Der damalige Präsident Serbiens Milosevic war der eigentliche Lenker der Serben in Kroatien. Er hat deren Ängste geschürt, als sie sich durch die nationalistischen Parolen Tudjmans an die Pogrome aus dem Zweiten Weltkrieg erinnert fühlten. Und es waren Milosevics Geheimdienstleute, die den Serben-Aufstand nach der kroatischen Unabhängigkeitserklärung mit vorbereitet haben. Zudem gab es einen regen Offiziersaustausch. Noch kurz vor der Operation "Sturm" wurden ein Dutzend Generäle und mehr als 100 Armee-Oberste aus Serbien in die Krajina geschickt. Um die Truppen für den Rückzug vorzubereiten, meint Militärexperte Radic.
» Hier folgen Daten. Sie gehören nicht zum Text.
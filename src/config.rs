use crate::error::{Result, SensorError};
use rumqttc::QoS;
use serde::{Deserialize, Serialize};
use std::fs;
use std::path::Path;

/// Load environment variables from .env file with robust parsing.
/// Handles values with spaces without requiring quotes.
pub fn load_dotenv() {
    load_dotenv_from(Path::new(".env"));
}

fn load_dotenv_from(env_path: &Path) {
    let Ok(content) = fs::read_to_string(env_path) else {
        return;
    };

    for (key, value) in parse_dotenv(&content) {
        // Only set if not already set (env vars take precedence)
        if std::env::var(key).is_err() {
            // SAFETY: We're single-threaded at this point (called before any async runtime)
            unsafe { std::env::set_var(key, value) };
        }
    }
}

fn parse_dotenv(content: &str) -> Vec<(&str, &str)> {
    let mut vars = Vec::new();

    for line in content.lines() {
        let line = line.trim();

        // Skip empty lines and comments
        if line.is_empty() || line.starts_with('#') {
            continue;
        }

        // Find the first '=' and split there
        if let Some((key, value)) = line.split_once('=') {
            let mut value = value.trim();

            // Remove surrounding quotes if present
            if value.len() >= 2
                && ((value.starts_with('"') && value.ends_with('"'))
                    || (value.starts_with('\'') && value.ends_with('\'')))
            {
                value = &value[1..value.len() - 1];
            }

            vars.push((key.trim(), value));
        }
    }

    vars
}

/// Map a numeric MQTT QoS level to the client's QoS.
pub fn qos_from_level(level: u8) -> Result<QoS> {
    match level {
        0 => Ok(QoS::AtMostOnce),
        1 => Ok(QoS::AtLeastOnce),
        2 => Ok(QoS::ExactlyOnce),
        other => Err(SensorError::InvalidQos(other)),
    }
}

#[derive(Debug, Clone, Serialize, Deserialize)]
pub struct Config {
    pub mqtt: MqttConfig,
}

#[derive(Debug, Clone, Serialize, Deserialize)]
pub struct MqttConfig {
    pub broker_host: String,
    pub broker_port: u16,
    pub client_id: String,
    pub username: Option<String>,
    pub password: Option<String>,
}

impl Default for Config {
    fn default() -> Self {
        Self {
            mqtt: MqttConfig {
                broker_host: "localhost".to_string(),
                broker_port: 1883,
                client_id: "ham-sensors".to_string(),
                username: None,
                password: None,
            },
        }
    }
}

impl Config {
    pub fn from_env() -> Self {
        Self::from_vars(|key| std::env::var(key).ok())
    }

    fn from_vars(var: impl Fn(&str) -> Option<String>) -> Self {
        let mut config = Self::default();

        if let Some(host) = var("MQTT_BROKER_HOST") {
            config.mqtt.broker_host = host;
        }
        if let Some(port) = var("MQTT_BROKER_PORT")
            && let Ok(p) = port.parse()
        {
            config.mqtt.broker_port = p;
        }
        if let Some(client_id) = var("MQTT_CLIENT_ID") {
            config.mqtt.client_id = client_id;
        }
        if let Some(username) = var("MQTT_USERNAME") {
            config.mqtt.username = Some(username);
        }
        if let Some(password) = var("MQTT_PASSWORD") {
            config.mqtt.password = Some(password);
        }

        config
    }
}

#[cfg(test)]
mod tests {
    use super::*;
    use std::collections::HashMap;

    #[test]
    fn test_parse_dotenv() {
        let content = r#"
# broker
MQTT_BROKER_HOST = broker.local
MQTT_CLIENT_ID="living room"
MQTT_USERNAME='ha'
MQTT_PASSWORD=p=w
not a pair
"#;
        let vars = parse_dotenv(content);
        assert_eq!(
            vars,
            [
                ("MQTT_BROKER_HOST", "broker.local"),
                ("MQTT_CLIENT_ID", "living room"),
                ("MQTT_USERNAME", "ha"),
                ("MQTT_PASSWORD", "p=w"),
            ]
        );
    }

    #[test]
    fn test_from_vars_overrides_defaults() {
        let vars: HashMap<&str, &str> = [
            ("MQTT_BROKER_HOST", "10.0.0.2"),
            ("MQTT_BROKER_PORT", "8883"),
            ("MQTT_USERNAME", "ha"),
        ]
        .into();

        let config = Config::from_vars(|key| vars.get(key).map(|v| v.to_string()));
        assert_eq!(config.mqtt.broker_host, "10.0.0.2");
        assert_eq!(config.mqtt.broker_port, 8883);
        assert_eq!(config.mqtt.client_id, "ham-sensors");
        assert_eq!(config.mqtt.username.as_deref(), Some("ha"));
        assert!(config.mqtt.password.is_none());
    }

    #[test]
    fn test_from_vars_ignores_invalid_port() {
        let config = Config::from_vars(|key| {
            (key == "MQTT_BROKER_PORT").then(|| "not-a-port".to_string())
        });
        assert_eq!(config.mqtt.broker_port, 1883);
    }

    #[test]
    fn test_qos_from_level() {
        assert_eq!(qos_from_level(0).unwrap(), QoS::AtMostOnce);
        assert_eq!(qos_from_level(1).unwrap(), QoS::AtLeastOnce);
        assert_eq!(qos_from_level(2).unwrap(), QoS::ExactlyOnce);
        assert!(matches!(qos_from_level(3), Err(SensorError::InvalidQos(3))));
    }
}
Es liegt nahe, so der deutsche Diplomat Geert Ahrens, dass Milosevic den Z4-Plan für die kroatischen Serben verworfen hat, weil ihm signalisiert wurde, eine ähnliche Regelung werde er später auch für die Albaner in Kosovo akzeptieren müssen. Milosevic habe die kroatischen Serben geopfert, weil er sich auf Bosnien konzentrieren musste, glaubt wiederum der deutsche Kriegs-Reporter und Balkan-Buchautor Norbert Mappes-Niediek. Man könne noch nicht beweisen, dass es zu einer Absprache gekommen sei. Aber, so Mappes-Niediek weiter: "Was es im ganzen Jahr 1995 gegeben hat, war eine unsichtbare Hand, die die Verhältnisse geordnet hat. Stück für Stück haben sich die Verhältnisse auf dem Boden an das angenähert, was die Kontakt-Gruppe 1994 in ihrem Territorialverteilungsplan beschlossen hat: nämlich dass 51 Prozent des bosnischen Territoriums zu Föderation und 49 Prozent den bosnischen Serben gehören sollen."

Der Bosnien-Plan der Kontakt-Gruppe für Ex-Jugoslawen wurde bei den Dayton-Verhandlungen im Oktober 1995 in einen Friedensplan umgesetzt: Etwas mehr als die Hälfte des Territoriums für die muslimisch-kroatische Föderation, etwas weniger für die bosnische Serben-Republik. Ohne den Sieg der Kroaten in der Operation "Sturm", darin sind sich heute alle Beobachter einig, wäre diese Lösung nicht möglich gewesen.